■ **Your assignment**: Extract each line holding the word "serde" from the entries.

■ **Entries taken from a collection**:
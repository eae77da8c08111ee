//! Kubernetes networking clients

pub mod services;

pub use services::ServiceClient;
//! CLI configuration management

use anyhow::{Context, Result};
use oshinko_core::logging::{LogRotation, LoggingConfig};
use oshinko_core::{Backoff, SelectorLabels, WaitPolicy};
use serde::{Deserialize, Serialize};
use std::path::{Path, PathBuf};
use std::time::Duration;

#[derive(Debug, Clone, Serialize, Deserialize)]
#[serde(default)]
pub struct Config {
    /// Namespace to use instead of the context's namespace
    pub namespace: Option<String>,
    /// Kubeconfig context to use instead of the current one
    pub context: Option<String>,
    pub default_output: String,
    pub log_level: String,
    /// Directory for rolling JSON log files
    pub log_dir: Option<String>,
    pub log_rotation: LogRotation,
    /// Emit JSON lines on stderr as well
    pub log_json: bool,
    pub labels: SelectorLabels,
    pub wait: WaitSettings,
}

impl Default for Config {
    fn default() -> Self {
        Self {
            namespace: None,
            context: None,
            default_output: "table".to_string(),
            log_level: "warn".to_string(),
            log_dir: None,
            log_rotation: LogRotation::Daily,
            log_json: false,
            labels: SelectorLabels::default(),
            wait: WaitSettings::default(),
        }
    }
}

/// `[wait]` section: how long to wait for controllers to drain
#[derive(Debug, Clone, Serialize, Deserialize)]
#[serde(default)]
pub struct WaitSettings {
    pub max_attempts: u32,
    pub interval_ms: u64,
    pub backoff: BackoffKind,
    /// Cap for exponential backoff
    pub max_interval_ms: u64,
}

#[derive(Debug, Clone, Copy, PartialEq, Eq, Serialize, Deserialize)]
#[serde(rename_all = "lowercase")]
pub enum BackoffKind {
    Fixed,
    Exponential,
}

impl Default for WaitSettings {
    fn default() -> Self {
        let policy = WaitPolicy::default();
        Self {
            max_attempts: policy.max_attempts,
            interval_ms: policy.interval.as_millis() as u64,
            backoff: BackoffKind::Fixed,
            max_interval_ms: 10_000,
        }
    }
}

impl WaitSettings {
    pub fn policy(&self) -> WaitPolicy {
        let backoff = match self.backoff {
            BackoffKind::Fixed => Backoff::Fixed,
            BackoffKind::Exponential => Backoff::Exponential {
                max_interval: Duration::from_millis(self.max_interval_ms),
            },
        };

        WaitPolicy::new(self.max_attempts, Duration::from_millis(self.interval_ms))
            .with_backoff(backoff)
    }
}

impl Config {
    /// Load `~/.config/oshinko/cli.toml`
    ///
    /// A missing file means defaults. A file that exists but cannot be read
    /// or parsed is an error: its label keys decide what gets deleted.
    pub fn load() -> Result<Self> {
        match Self::config_path() {
            Some(path) => Self::load_from(&path),
            None => Ok(Self::default()),
        }
    }

    pub fn load_from(path: &Path) -> Result<Self> {
        if !path.exists() {
            return Ok(Self::default());
        }

        let contents = std::fs::read_to_string(path)
            .with_context(|| format!("failed to read config {}", path.display()))?;
        let config: Config = toml::from_str(&contents)
            .with_context(|| format!("invalid config {}", path.display()))?;

        Ok(config)
    }

    fn config_path() -> Option<PathBuf> {
        let home = std::env::var("HOME").ok()?;
        Some(PathBuf::from(home).join(".config/oshinko/cli.toml"))
    }

    /// Logging settings at `level`; `OSHINKO_LOG_PATH` is used when no
    /// `log_dir` is configured
    pub fn logging(&self, level: String) -> LoggingConfig {
        let env = LoggingConfig::from_env();
        LoggingConfig {
            level,
            file_path: self.log_dir.clone().or(env.file_path),
            rotation: self.log_rotation,
            json_format: self.log_json,
        }
    }
}
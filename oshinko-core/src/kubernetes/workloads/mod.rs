//! Kubernetes workload clients
//!
//! Handles DeploymentConfigs (templates) and ReplicationControllers.

pub mod deployment_configs;
pub mod replication_controllers;

pub use deployment_configs::DeploymentConfigClient;
pub use replication_controllers::ReplicationControllerClient;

■ **Answer section**:
use serde::{Deserialize, Serialize};
#[serde(default)]
#[serde(default)]
#[serde(rename_all = "lowercase")]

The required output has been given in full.